### Assignment
Copy each record below without changing a single word.

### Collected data

____________________

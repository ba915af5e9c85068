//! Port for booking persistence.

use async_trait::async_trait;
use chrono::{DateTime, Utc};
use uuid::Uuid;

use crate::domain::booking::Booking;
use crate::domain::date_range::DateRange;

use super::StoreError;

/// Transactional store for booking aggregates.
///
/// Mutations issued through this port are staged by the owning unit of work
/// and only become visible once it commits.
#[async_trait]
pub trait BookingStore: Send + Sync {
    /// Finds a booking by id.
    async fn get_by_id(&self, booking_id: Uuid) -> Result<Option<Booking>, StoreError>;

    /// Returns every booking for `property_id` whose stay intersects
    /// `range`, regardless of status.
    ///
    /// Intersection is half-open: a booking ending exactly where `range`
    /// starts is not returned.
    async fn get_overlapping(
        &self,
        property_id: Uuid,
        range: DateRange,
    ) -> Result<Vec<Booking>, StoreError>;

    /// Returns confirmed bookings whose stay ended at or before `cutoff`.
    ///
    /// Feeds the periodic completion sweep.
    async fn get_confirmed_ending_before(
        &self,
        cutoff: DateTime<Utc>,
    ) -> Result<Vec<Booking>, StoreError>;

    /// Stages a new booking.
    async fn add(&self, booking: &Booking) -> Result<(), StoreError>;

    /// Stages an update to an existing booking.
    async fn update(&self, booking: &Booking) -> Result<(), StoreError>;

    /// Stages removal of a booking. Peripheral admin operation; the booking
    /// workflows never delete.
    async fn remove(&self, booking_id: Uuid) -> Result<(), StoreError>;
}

____________________

### Your solution
repository ba915af5e9c85068
//! Port for booking persistence.

use async_trait::async_trait;
use chrono::{DateTime, Utc};
use uuid::Uuid;

use crate::domain::booking::Booking;
use crate::domain::date_range::DateRange;

use super::StoreError;

/// Transactional store for booking aggregates.
///
/// Mutations issued through this port are staged by the owning unit of work
/// and only become visible once it commits.
#[async_trait]
pub trait BookingStore: Send + Sync {
    /// Finds a booking by id.
    async fn get_by_id(&self, booking_id: Uuid) -> Result<Option<Booking>, StoreError>;

    /// Returns every booking for `property_id` whose stay intersects
    /// `range`, regardless of status.
    ///
    /// Intersection is half-open: a booking ending exactly where `range`
    /// starts is not returned.
    async fn get_overlapping(
        &self,
        property_id: Uuid,
        range: DateRange,
    ) -> Result<Vec<Booking>, StoreError>;

    /// Returns confirmed bookings whose stay ended at or before `cutoff`.
    ///
    /// Feeds the periodic completion sweep.
    async fn get_confirmed_ending_before(
        &self,
        cutoff: DateTime<Utc>,
    ) -> Result<Vec<Booking>, StoreError>;

    /// Stages a new booking.
    async fn add(&self, booking: &Booking) -> Result<(), StoreError>;

    /// Stages an update to an existing booking.
    async fn update(&self, booking: &Booking) -> Result<(), StoreError>;

    /// Stages removal of a booking. Peripheral admin operation; the booking
    /// workflows never delete.
    async fn remove(&self, booking_id: Uuid) -> Result<(), StoreError>;
}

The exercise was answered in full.